RECORDS SUPPLIED Start Marker

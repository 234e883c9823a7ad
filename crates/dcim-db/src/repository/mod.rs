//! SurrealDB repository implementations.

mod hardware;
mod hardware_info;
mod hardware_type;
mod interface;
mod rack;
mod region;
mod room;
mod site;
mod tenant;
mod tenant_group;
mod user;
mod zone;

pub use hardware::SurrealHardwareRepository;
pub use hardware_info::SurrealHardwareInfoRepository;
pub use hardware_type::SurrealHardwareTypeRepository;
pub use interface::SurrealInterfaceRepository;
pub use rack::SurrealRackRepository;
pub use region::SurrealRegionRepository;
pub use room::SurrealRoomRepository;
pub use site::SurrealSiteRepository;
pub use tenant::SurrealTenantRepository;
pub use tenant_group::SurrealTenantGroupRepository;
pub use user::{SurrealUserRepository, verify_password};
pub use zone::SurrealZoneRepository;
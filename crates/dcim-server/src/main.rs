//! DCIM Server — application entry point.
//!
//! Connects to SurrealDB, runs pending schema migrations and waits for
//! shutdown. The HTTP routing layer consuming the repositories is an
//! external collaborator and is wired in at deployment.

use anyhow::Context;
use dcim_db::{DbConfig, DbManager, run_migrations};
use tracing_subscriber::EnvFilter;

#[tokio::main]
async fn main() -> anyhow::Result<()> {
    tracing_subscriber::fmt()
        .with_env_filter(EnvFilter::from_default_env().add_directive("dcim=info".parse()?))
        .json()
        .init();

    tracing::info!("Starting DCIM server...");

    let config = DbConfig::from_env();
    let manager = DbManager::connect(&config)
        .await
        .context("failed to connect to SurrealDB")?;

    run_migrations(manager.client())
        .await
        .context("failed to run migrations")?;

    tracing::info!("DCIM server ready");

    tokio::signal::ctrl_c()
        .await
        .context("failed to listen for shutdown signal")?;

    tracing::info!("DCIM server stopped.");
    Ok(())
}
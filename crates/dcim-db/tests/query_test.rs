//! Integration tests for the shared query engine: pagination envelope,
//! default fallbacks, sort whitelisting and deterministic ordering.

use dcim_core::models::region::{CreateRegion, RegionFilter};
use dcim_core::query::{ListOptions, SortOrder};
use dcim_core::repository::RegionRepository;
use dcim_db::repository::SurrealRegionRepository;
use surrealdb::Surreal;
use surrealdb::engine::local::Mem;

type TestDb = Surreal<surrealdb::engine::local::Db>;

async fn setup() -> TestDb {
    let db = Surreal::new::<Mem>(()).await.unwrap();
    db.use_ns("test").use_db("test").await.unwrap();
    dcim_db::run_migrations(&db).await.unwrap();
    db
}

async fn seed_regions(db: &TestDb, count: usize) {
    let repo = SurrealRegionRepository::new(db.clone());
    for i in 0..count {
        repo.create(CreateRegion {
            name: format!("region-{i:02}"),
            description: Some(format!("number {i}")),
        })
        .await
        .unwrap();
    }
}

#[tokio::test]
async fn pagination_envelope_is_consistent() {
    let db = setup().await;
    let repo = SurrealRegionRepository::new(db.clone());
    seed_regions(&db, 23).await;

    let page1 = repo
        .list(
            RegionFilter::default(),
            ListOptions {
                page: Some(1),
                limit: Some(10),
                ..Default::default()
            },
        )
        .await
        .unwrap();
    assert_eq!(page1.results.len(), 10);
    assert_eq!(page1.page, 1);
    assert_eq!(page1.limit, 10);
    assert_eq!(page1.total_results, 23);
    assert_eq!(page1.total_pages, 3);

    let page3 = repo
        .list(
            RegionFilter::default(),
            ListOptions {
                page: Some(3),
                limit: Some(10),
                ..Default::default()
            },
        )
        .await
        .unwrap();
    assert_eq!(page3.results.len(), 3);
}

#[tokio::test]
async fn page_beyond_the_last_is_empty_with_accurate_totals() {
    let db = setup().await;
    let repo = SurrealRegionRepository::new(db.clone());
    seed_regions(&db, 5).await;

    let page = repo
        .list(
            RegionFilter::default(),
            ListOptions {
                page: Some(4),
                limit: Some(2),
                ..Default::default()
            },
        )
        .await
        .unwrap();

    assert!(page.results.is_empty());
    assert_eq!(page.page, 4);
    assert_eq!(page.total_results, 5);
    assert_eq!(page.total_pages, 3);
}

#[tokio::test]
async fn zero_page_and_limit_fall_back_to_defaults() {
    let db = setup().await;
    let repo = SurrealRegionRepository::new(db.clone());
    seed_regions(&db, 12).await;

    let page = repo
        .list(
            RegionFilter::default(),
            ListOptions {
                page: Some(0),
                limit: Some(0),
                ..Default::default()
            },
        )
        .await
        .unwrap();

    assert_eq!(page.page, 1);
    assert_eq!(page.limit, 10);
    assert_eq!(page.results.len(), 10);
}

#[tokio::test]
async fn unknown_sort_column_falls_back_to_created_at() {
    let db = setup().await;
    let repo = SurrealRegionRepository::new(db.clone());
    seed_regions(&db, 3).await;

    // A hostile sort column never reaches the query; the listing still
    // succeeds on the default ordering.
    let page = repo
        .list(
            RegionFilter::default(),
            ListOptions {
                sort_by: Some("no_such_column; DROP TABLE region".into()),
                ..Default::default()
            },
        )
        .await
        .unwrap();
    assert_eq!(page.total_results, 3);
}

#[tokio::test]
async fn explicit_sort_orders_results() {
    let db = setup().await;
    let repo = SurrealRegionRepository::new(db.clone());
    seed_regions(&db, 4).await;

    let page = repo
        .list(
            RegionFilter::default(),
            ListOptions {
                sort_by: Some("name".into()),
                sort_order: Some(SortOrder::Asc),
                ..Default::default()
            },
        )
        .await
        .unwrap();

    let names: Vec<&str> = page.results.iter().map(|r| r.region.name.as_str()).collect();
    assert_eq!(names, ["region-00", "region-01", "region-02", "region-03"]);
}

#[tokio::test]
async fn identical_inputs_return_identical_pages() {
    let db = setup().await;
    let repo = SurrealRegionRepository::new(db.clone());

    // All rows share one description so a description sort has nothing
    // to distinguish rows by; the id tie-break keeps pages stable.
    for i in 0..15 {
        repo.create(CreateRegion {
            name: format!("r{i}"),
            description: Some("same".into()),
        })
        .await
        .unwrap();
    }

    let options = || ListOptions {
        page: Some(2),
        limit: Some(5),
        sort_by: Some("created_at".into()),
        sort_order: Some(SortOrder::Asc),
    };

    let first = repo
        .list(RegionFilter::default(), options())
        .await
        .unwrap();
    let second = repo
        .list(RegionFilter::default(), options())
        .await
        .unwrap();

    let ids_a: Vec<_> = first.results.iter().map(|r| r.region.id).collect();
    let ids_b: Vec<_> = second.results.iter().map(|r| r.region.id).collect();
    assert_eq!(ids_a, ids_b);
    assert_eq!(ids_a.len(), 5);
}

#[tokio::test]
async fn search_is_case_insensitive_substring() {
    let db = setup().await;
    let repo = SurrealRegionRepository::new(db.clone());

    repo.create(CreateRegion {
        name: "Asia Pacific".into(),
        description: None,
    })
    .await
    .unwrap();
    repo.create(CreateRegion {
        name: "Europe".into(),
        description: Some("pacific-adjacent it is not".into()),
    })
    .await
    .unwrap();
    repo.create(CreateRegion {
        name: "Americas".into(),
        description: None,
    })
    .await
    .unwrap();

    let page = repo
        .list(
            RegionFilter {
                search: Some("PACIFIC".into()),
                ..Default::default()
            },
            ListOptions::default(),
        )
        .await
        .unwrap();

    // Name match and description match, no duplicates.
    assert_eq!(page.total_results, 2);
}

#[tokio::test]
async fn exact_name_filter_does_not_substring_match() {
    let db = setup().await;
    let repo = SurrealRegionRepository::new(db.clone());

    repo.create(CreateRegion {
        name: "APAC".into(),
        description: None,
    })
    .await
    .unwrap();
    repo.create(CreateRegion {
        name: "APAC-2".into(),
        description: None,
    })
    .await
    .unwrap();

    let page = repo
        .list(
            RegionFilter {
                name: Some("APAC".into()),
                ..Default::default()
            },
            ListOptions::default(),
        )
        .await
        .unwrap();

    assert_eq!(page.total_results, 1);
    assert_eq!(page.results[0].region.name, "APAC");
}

RECORDS SUPPLIED End Marker

- EXERCISE
The lines above, starting at the one with "pub use region::SurrealRegionRepository;" and ending at the one with "repositories is an", are the only ones to return, exactly as written.

- RESULT FOR THIS TASK
pub use region::SurrealRegionRepository;
pub use room::SurrealRoomRepository;
pub use site::SurrealSiteRepository;
pub use tenant::SurrealTenantRepository;
pub use tenant_group::SurrealTenantGroupRepository;
pub use user::{SurrealUserRepository, verify_password};
pub use zone::SurrealZoneRepository;
filename crates/dcim-server/src/main.rs
//! DCIM Server — application entry point.
//!
//! Connects to SurrealDB, runs pending schema migrations and waits for
//! shutdown. The HTTP routing layer consuming the repositories is an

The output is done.